▶ Dataset entries
-----

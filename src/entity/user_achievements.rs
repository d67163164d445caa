//! 用户成就实体

use sea_orm::entity::prelude::*;

#[derive(Clone, Debug, PartialEq, DeriveEntityModel)]
#[sea_orm(table_name = "user_achievements")]
pub struct Model {
    #[sea_orm(primary_key)]
    pub id: i64,
    pub user_id: i64,
    pub achievement_id: i64,
    pub awarded_by: Option<i64>,
    pub awarded_at: i64,
}

#[derive(Copy, Clone, Debug, EnumIter, DeriveRelation)]
pub enum Relation {
    #[sea_orm(
        belongs_to = "super::achievements::Entity",
        from = "Column::AchievementId",
        to = "super::achievements::Column::Id"
    )]
    Achievement,
    #[sea_orm(
        belongs_to = "super::users::Entity",
        from = "Column::UserId",
        to = "super::users::Column::Id"
    )]
    User,
}

impl Related<super::achievements::Entity> for Entity {
    fn to() -> RelationDef {
        Relation::Achievement.def()
    }
}

impl Related<super::users::Entity> for Entity {
    fn to() -> RelationDef {
        Relation::User.def()
    }
}

impl ActiveModelBehavior for ActiveModel {}

impl Model {
    pub fn into_user_achievement(
        self,
        achievement: crate::models::achievements::entities::Achievement,
    ) -> crate::models::achievements::entities::UserAchievement {
        crate::models::achievements::entities::UserAchievement {
            id: self.id,
            user_id: self.user_id,
            achievement,
            awarded_by: self.awarded_by,
            awarded_at: super::from_timestamp(self.awarded_at),
        }
    }
}
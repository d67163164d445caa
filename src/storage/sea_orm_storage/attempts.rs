use super::SeaOrmStorage;
use crate::entity::exam_history::{
    ActiveModel as ExamHistoryActiveModel, Column as ExamHistoryColumn, Entity as ExamHistory,
};
use crate::entity::quiz_attempts::{ActiveModel, Column, Entity as QuizAttempts};
use crate::errors::{LangLearnError, Result};
use crate::models::{
    PaginationInfo,
    quizzes::{
        entities::{ExamHistoryEntry, NewQuizAttempt, QuizAttempt},
        responses::AttemptListResponse,
    },
};
use sea_orm::{
    ActiveModelTrait, ColumnTrait, EntityTrait, PaginatorTrait, QueryFilter, QueryOrder, Set,
    SqlErr, TransactionTrait,
};

impl SeaOrmStorage {
    /// 写入作答记录；通过时在同一事务内追加考试记录
    ///
    /// 次数须紧接已有记录，否则返回 Conflict
    pub async fn record_attempt_impl(
        &self,
        attempt: NewQuizAttempt,
        quiz_title: &str,
    ) -> Result<QuizAttempt> {
        let answers = serde_json::to_string(&attempt.answers)
            .map_err(|e| LangLearnError::serialization(format!("序列化作答失败: {e}")))?;
        let completed_at = attempt.completed_at.timestamp();

        let txn = self
            .db
            .begin()
            .await
            .map_err(|e| LangLearnError::database_operation(format!("开启事务失败: {e}")))?;

        let prior = QuizAttempts::find()
            .filter(Column::QuizId.eq(attempt.quiz_id))
            .filter(Column::UserId.eq(attempt.user_id))
            .count(&txn)
            .await
            .map_err(|e| LangLearnError::database_operation(format!("统计作答次数失败: {e}")))?;
        if prior + 1 != attempt.attempt_number as u64 {
            return Err(LangLearnError::conflict(format!(
                "作答次数已变化: 期望第 {} 次，实际已有 {} 次",
                attempt.attempt_number, prior
            )));
        }

        let model = ActiveModel {
            quiz_id: Set(attempt.quiz_id),
            user_id: Set(attempt.user_id),
            answers: Set(answers),
            started_at: Set(attempt.started_at.timestamp()),
            completed_at: Set(completed_at),
            earned_points: Set(attempt.earned_points),
            total_points: Set(attempt.total_points),
            score: Set(attempt.score),
            passed: Set(attempt.passed),
            attempt_number: Set(attempt.attempt_number),
            ..Default::default()
        };

        let saved = model.insert(&txn).await.map_err(|e| match e.sql_err() {
            Some(SqlErr::UniqueConstraintViolation(_)) => {
                LangLearnError::conflict(format!("重复的作答次数: {}", attempt.attempt_number))
            }
            _ => LangLearnError::database_operation(format!("保存作答记录失败: {e}")),
        })?;

        if saved.passed {
            let entry = ExamHistoryActiveModel {
                user_id: Set(saved.user_id),
                quiz_id: Set(saved.quiz_id),
                quiz_title: Set(quiz_title.to_string()),
                attempt_id: Set(saved.id),
                score: Set(saved.score),
                passed_at: Set(completed_at),
                ..Default::default()
            };
            entry
                .insert(&txn)
                .await
                .map_err(|e| LangLearnError::database_operation(format!("保存考试记录失败: {e}")))?;
        }

        txn.commit()
            .await
            .map_err(|e| LangLearnError::database_operation(format!("提交事务失败: {e}")))?;

        Ok(saved.into_attempt())
    }

    pub async fn get_attempt_by_id_impl(&self, attempt_id: i64) -> Result<Option<QuizAttempt>> {
        let result = QuizAttempts::find_by_id(attempt_id)
            .one(&self.db)
            .await
            .map_err(|e| LangLearnError::database_operation(format!("查询作答记录失败: {e}")))?;

        Ok(result.map(|m| m.into_attempt()))
    }

    pub async fn count_user_attempts_impl(&self, quiz_id: i64, user_id: i64) -> Result<i64> {
        let count = QuizAttempts::find()
            .filter(Column::QuizId.eq(quiz_id))
            .filter(Column::UserId.eq(user_id))
            .count(&self.db)
            .await
            .map_err(|e| LangLearnError::database_operation(format!("统计作答次数失败: {e}")))?;

        Ok(count as i64)
    }

    /// 用户在某测验的全部作答，按次数升序
    pub async fn list_user_attempts_impl(
        &self,
        quiz_id: i64,
        user_id: i64,
    ) -> Result<Vec<QuizAttempt>> {
        let result = QuizAttempts::find()
            .filter(Column::QuizId.eq(quiz_id))
            .filter(Column::UserId.eq(user_id))
            .order_by_asc(Column::AttemptNumber)
            .all(&self.db)
            .await
            .map_err(|e| LangLearnError::database_operation(format!("查询作答记录失败: {e}")))?;

        Ok(result.into_iter().map(|m| m.into_attempt()).collect())
    }

    pub async fn list_quiz_attempts_impl(
        &self,
        quiz_id: i64,
        page: u64,
        size: u64,
    ) -> Result<AttemptListResponse> {
        let page = page.max(1);
        let size = size.clamp(1, 100);

        let paginator = QuizAttempts::find()
            .filter(Column::QuizId.eq(quiz_id))
            .order_by_desc(Column::CompletedAt)
            .paginate(&self.db, size);

        let total = paginator
            .num_items()
            .await
            .map_err(|e| LangLearnError::database_operation(format!("查询作答总数失败: {e}")))?;
        let pages = paginator
            .num_pages()
            .await
            .map_err(|e| LangLearnError::database_operation(format!("查询作答页数失败: {e}")))?;
        let attempts = paginator
            .fetch_page(page - 1)
            .await
            .map_err(|e| LangLearnError::database_operation(format!("查询作答列表失败: {e}")))?;

        Ok(AttemptListResponse {
            items: attempts.into_iter().map(|m| m.into_attempt()).collect(),
            pagination: PaginationInfo::new(page, size, total, pages),
        })
    }

    /// 考试记录，最近通过的在前
    pub async fn list_exam_history_impl(&self, user_id: i64) -> Result<Vec<ExamHistoryEntry>> {
        let result = ExamHistory::find()
            .filter(ExamHistoryColumn::UserId.eq(user_id))
            .order_by_desc(ExamHistoryColumn::PassedAt)
            .order_by_desc(ExamHistoryColumn::Id)
            .all(&self.db)
            .await
            .map_err(|e| LangLearnError::database_operation(format!("查询考试记录失败: {e}")))?;

        Ok(result.into_iter().map(|m| m.into_entry()).collect())
    }
}

#[cfg(test)]
mod tests {
    use super::*;
    use crate::models::quizzes::requests::CreateQuizRequest;
    use crate::models::users::{entities::UserRole, requests::CreateUserRequest};
    use migration::{Migrator, MigratorTrait};
    use sea_orm::{ConnectOptions, Database};

    async fn memory_storage() -> SeaOrmStorage {
        let mut opt = ConnectOptions::new("sqlite::memory:");
        opt.max_connections(1).min_connections(1);
        let db = Database::connect(opt).await.expect("connect sqlite");
        Migrator::up(&db, None).await.expect("run migrations");
        SeaOrmStorage { db }
    }

    /// 返回 (用户 ID, 测验 ID)
    async fn seed_quiz(storage: &SeaOrmStorage) -> (i64, i64) {
        let user = storage
            .create_user_impl(CreateUserRequest {
                username: "learner".to_string(),
                email: "learner@example.com".to_string(),
                password: "hash".to_string(),
                role: UserRole::Student,
                display_name: None,
                avatar_url: None,
                bio: None,
            })
            .await
            .expect("create user");
        let quiz = storage
            .create_quiz_impl(
                user.id,
                CreateQuizRequest {
                    title: "Greetings".to_string(),
                    description: None,
                    course_id: None,
                    language_id: None,
                    level: None,
                    time_limit: None,
                    passing_score: Some(60.0),
                    allow_retake: Some(true),
                    max_retakes: None,
                    randomize_question_order: None,
                    show_answers_after_submission: None,
                },
            )
            .await
            .expect("create quiz");
        (user.id, quiz.id)
    }

    fn attempt(quiz_id: i64, user_id: i64, number: i32, passed: bool) -> NewQuizAttempt {
        let now = chrono::Utc::now();
        NewQuizAttempt {
            quiz_id,
            user_id,
            answers: Vec::new(),
            started_at: now,
            completed_at: now,
            earned_points: if passed { 2 } else { 0 },
            total_points: 2,
            score: if passed { 100.0 } else { 0.0 },
            passed,
            attempt_number: number,
        }
    }

    #[actix_web::test]
    async fn test_only_passed_attempts_enter_exam_history() {
        let storage = memory_storage().await;
        let (user_id, quiz_id) = seed_quiz(&storage).await;

        let failed = storage
            .record_attempt_impl(attempt(quiz_id, user_id, 1, false), "Greetings")
            .await
            .expect("record failed attempt");
        assert!(!failed.passed);
        assert!(storage.list_exam_history_impl(user_id).await.unwrap().is_empty());

        let passed = storage
            .record_attempt_impl(attempt(quiz_id, user_id, 2, true), "Greetings")
            .await
            .expect("record passed attempt");
        let history = storage.list_exam_history_impl(user_id).await.unwrap();
        assert_eq!(history.len(), 1);
        assert_eq!(history[0].attempt_id, passed.id);
        assert_eq!(history[0].quiz_title, "Greetings");
        assert_eq!(storage.count_user_attempts_impl(quiz_id, user_id).await.unwrap(), 2);
    }

    #[actix_web::test]
    async fn test_stale_attempt_number_is_a_conflict() {
        let storage = memory_storage().await;
        let (user_id, quiz_id) = seed_quiz(&storage).await;

        storage
            .record_attempt_impl(attempt(quiz_id, user_id, 1, true), "Greetings")
            .await
            .expect("record first attempt");

        // 并发提交基于同一计数得到相同次数
        let err = storage
            .record_attempt_impl(attempt(quiz_id, user_id, 1, true), "Greetings")
            .await
            .unwrap_err();
        assert!(matches!(err, LangLearnError::Conflict(_)));
        assert_eq!(storage.count_user_attempts_impl(quiz_id, user_id).await.unwrap(), 1);
        assert_eq!(storage.list_exam_history_impl(user_id).await.unwrap().len(), 1);
    }
}
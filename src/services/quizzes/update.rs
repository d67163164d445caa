use actix_web::{HttpRequest, HttpResponse, Result as ActixResult};

use super::rules::validate_quiz_settings;
use super::{QuizService, load_owned_quiz};
use crate::models::quizzes::requests::UpdateQuizRequest;
use crate::models::{ApiResponse, ErrorCode};
use crate::services::{bad_request, current_user, internal_error, not_found};
use crate::utils::validate::validate_required_text;

pub async fn update_quiz(
    service: &QuizService,
    request: &HttpRequest,
    quiz_id: i64,
    mut req: UpdateQuizRequest,
) -> ActixResult<HttpResponse> {
    let user = match current_user(request) {
        Ok(user) => user,
        Err(resp) => return Ok(resp),
    };
    let storage = service.get_storage(request);

    if let Err(resp) = load_owned_quiz(&storage, quiz_id, &user).await {
        return Ok(resp);
    }

    if let Some(ref title) = req.title {
        match validate_required_text("Title", title, 200) {
            Ok(title) => req.title = Some(title),
            Err(msg) => return Ok(bad_request(ErrorCode::QuizValidationFailed, msg)),
        }
    }
    if let Err(msg) = validate_quiz_settings(req.time_limit, req.passing_score, req.max_retakes) {
        return Ok(bad_request(ErrorCode::QuizValidationFailed, msg));
    }
    if let Some(course_id) = req.course_id {
        match storage.get_course_by_id(course_id).await {
            Ok(Some(_)) => {}
            Ok(None) => return Ok(not_found(ErrorCode::CourseNotFound, "课程不存在")),
            Err(e) => return Ok(internal_error("查询课程失败", e)),
        }
    }
    if let Some(language_id) = req.language_id {
        match storage.get_language_by_id(language_id).await {
            Ok(Some(_)) => {}
            Ok(None) => return Ok(not_found(ErrorCode::LanguageNotFound, "语言不存在")),
            Err(e) => return Ok(internal_error("查询语言失败", e)),
        }
    }

    match storage.update_quiz(quiz_id, req).await {
        Ok(Some(quiz)) => Ok(HttpResponse::Ok().json(ApiResponse::success(quiz, "测验更新成功"))),
        Ok(None) => Ok(not_found(ErrorCode::QuizNotFound, "测验不存在")),
        Err(e) => Ok(internal_error("更新测验失败", e)),
    }
}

-----

▶ Task prompt
Some lines of the records above may hold the word "collect". Report how many, and nothing else.

▶ Solution for this exercise
3